Sniffles, AKA Nita, brings absurdity to the darkest places. Miscarriage, sexual assault, animal abuse, emotional abuse, misogyny, medical gaslighting: all of this darkness (which remains just as dark and troubling as it sounds) lives in the same world as Drake's clowning. Set in the fictional land of metaphor and satire known as Baloneytown, Nita is the titular clown girl. We're introduced to her performing balloon art on the street post-miscarriage, where she has a cardiac episode, and things snowball from there. From her interactions with lustful colourophiles, her fellow female clowns, the other impoverished folk of Baloneytown, a cop who becomes a recurring character, and Rex Galore--the "away trying to get into clown college" boyfriend and love of Nita's life; to her pursuing of art in the face of financial need in the face of the misogyny inherent to clowning; and wow so much more; the book is relatively short but packs a real punch.

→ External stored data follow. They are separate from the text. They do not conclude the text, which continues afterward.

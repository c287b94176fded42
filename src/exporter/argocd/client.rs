/*
 * Copyright (C) 2026 The Argo CD Extra App Info Exporter Authors
 *
 * Licensed under the Apache License, Version 2.0 (the "License");
 * you may not use this file except in compliance with the License.
 * You may obtain a copy of the License at
 *
 * http://www.apache.org/licenses/LICENSE-2.0
 *
 * Unless required by applicable law or agreed to in writing, software
 * distributed under the License is distributed on an "AS IS" BASIS,
 * WITHOUT WARRANTIES OR CONDITIONS OF ANY KIND, either express or implied.
 * See the License for the specific language governing permissions and
 * limitations under the License.
 */

use std::error::Error;
use std::fmt;
use std::future::Future;
use std::io;
use std::time::Duration;

use reqwest::tls::{Certificate, Identity};
use reqwest::{Client, StatusCode, Url};
use serde::de::DeserializeOwned;

use crate::exporter::argocd::credentials::{ClusterAuth, ClusterCredentials};
use crate::exporter::argocd::types::{Application, ApplicationList, ApplicationRecord};
use crate::exporter::refresh::ApplicationLister;

const REQUEST_TIMEOUT: Duration = Duration::from_secs(30);
const APPLICATIONS_GROUP: &str = "argoproj.io";
const APPLICATIONS_VERSION: &str = "v1alpha1";

#[derive(Debug)]
pub struct HttpError {
    pub status: StatusCode,
    pub message: String,
}

impl HttpError {
    fn new(status: StatusCode, message: String) -> Self {
        Self { status, message }
    }
}

impl fmt::Display for HttpError {
    fn fmt(&self, f: &mut fmt::Formatter<'_>) -> fmt::Result {
        write!(f, "{}: {}", self.status, self.message)
    }
}

impl Error for HttpError {}

/// Read-only client listing Argo CD applications through the Kubernetes
/// aggregated API.
#[derive(Clone)]
pub struct ArgoClient {
    client: Client,
    base_url: Url,
    bearer_token: Option<String>,
}

impl ArgoClient {
    pub fn new(credentials: ClusterCredentials) -> Result<Self, Box<dyn Error + Send + Sync>> {
        let base_url = Url::parse(&credentials.server)?;

        let mut builder = Client::builder().timeout(REQUEST_TIMEOUT).http1_only();

        if let Some(bytes) = credentials.ca_bundle.as_deref() {
            let ca_certificate = Certificate::from_pem(bytes)?;
            builder = builder.add_root_certificate(ca_certificate);
        }

        let bearer_token = match &credentials.auth {
            ClusterAuth::BearerToken(token) => Some(token.clone()),
            ClusterAuth::ClientCertificate { identity_pem } => {
                let identity = Identity::from_pem(identity_pem).map_err(|err| {
                    io::Error::new(
                        io::ErrorKind::InvalidData,
                        format!("malformed client identity: {err}"),
                    )
                })?;
                builder = builder.identity(identity);
                None
            }
        };

        let client = builder.build().map_err(|err| {
            io::Error::other(format!("failed to construct Kubernetes HTTP client: {err}"))
        })?;

        Ok(ArgoClient {
            client,
            base_url,
            bearer_token,
        })
    }

    fn url_from_segments(&self, segments: &[&str]) -> Result<Url, Box<dyn Error + Send + Sync>> {
        let mut url = self.base_url.clone();
        {
            let mut parts = url
                .path_segments_mut()
                .map_err(|_| "base URL cannot be base for segments")?;
            parts.clear();
            for segment in segments {
                if !segment.is_empty() {
                    parts.push(segment);
                }
            }
        }
        Ok(url)
    }

    fn applications_url(&self, namespace: Option<&str>) -> Result<Url, Box<dyn Error + Send + Sync>> {
        let mut segments = vec!["apis", APPLICATIONS_GROUP, APPLICATIONS_VERSION];
        if let Some(ns) = namespace.filter(|s| !s.is_empty()) {
            segments.push("namespaces");
            segments.push(ns);
        }
        segments.push("applications");
        self.url_from_segments(&segments)
    }

    fn apply_auth(&self, request: reqwest::RequestBuilder) -> reqwest::RequestBuilder {
        match &self.bearer_token {
            Some(token) => request.bearer_auth(token),
            None => request,
        }
    }

    async fn send_json<T>(
        &self,
        request: reqwest::RequestBuilder,
    ) -> Result<T, Box<dyn Error + Send + Sync>>
    where
        T: DeserializeOwned,
    {
        let response = self.apply_auth(request).send().await?;
        let status = response.status();
        if !status.is_success() {
            let text = response.text().await.unwrap_or_default();
            let message = if text.is_empty() {
                status
                    .canonical_reason()
                    .unwrap_or("request failed")
                    .to_string()
            } else {
                text
            };
            return Err(Box::new(HttpError::new(status, message)));
        }
        let body = response.json::<T>().await?;
        Ok(body)
    }

    /// Lists applications, flattened to the attributes the exporter
    /// republishes. `None` fetches across all namespaces.
    pub async fn list(
        &self,
        namespace: Option<&str>,
    ) -> Result<Vec<ApplicationRecord>, Box<dyn Error + Send + Sync>> {
        let url = self.applications_url(namespace)?;
        let request = self.client.get(url);
        let list: ApplicationList = self.send_json(request).await?;
        Ok(list.items.iter().map(Application::to_record).collect())
    }
}

impl ApplicationLister for ArgoClient {
    fn list_applications(
        &self,
        namespace: Option<&str>,
    ) -> impl Future<Output = Result<Vec<ApplicationRecord>, Box<dyn Error + Send + Sync>>> + Send
    {
        self.list(namespace)
    }
}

Clown Girl goes from dark to absurd without a moment's notice, but for my taste it doesn't feel like it's ever taking the piss out of any of it's topics. Maybe that's because we read the story from Nita's perspective, and it's easy to read between the lines of dread as something not far from self-deprecation, a kind of self-defense mechanism I find myself familiar with. We aren't reading it as a distant observer, but rather as Nita trying to comfort herself with things that are making her feel truly horrible: and of course she does so with goofy, often sardonic humor. And sometimes she even gets on her own case about it.

Towards the end of the book I found myself getting worked up along with Nita, and was certain I would rate this book 5*. However, the ending was a true disappointment. Without spoiling anything, I felt certain that Nita had achieved a certain kind of character development, which was instead compromised in the last page and a half. It was not a terrible ending, but it wasn't as effective. 4*.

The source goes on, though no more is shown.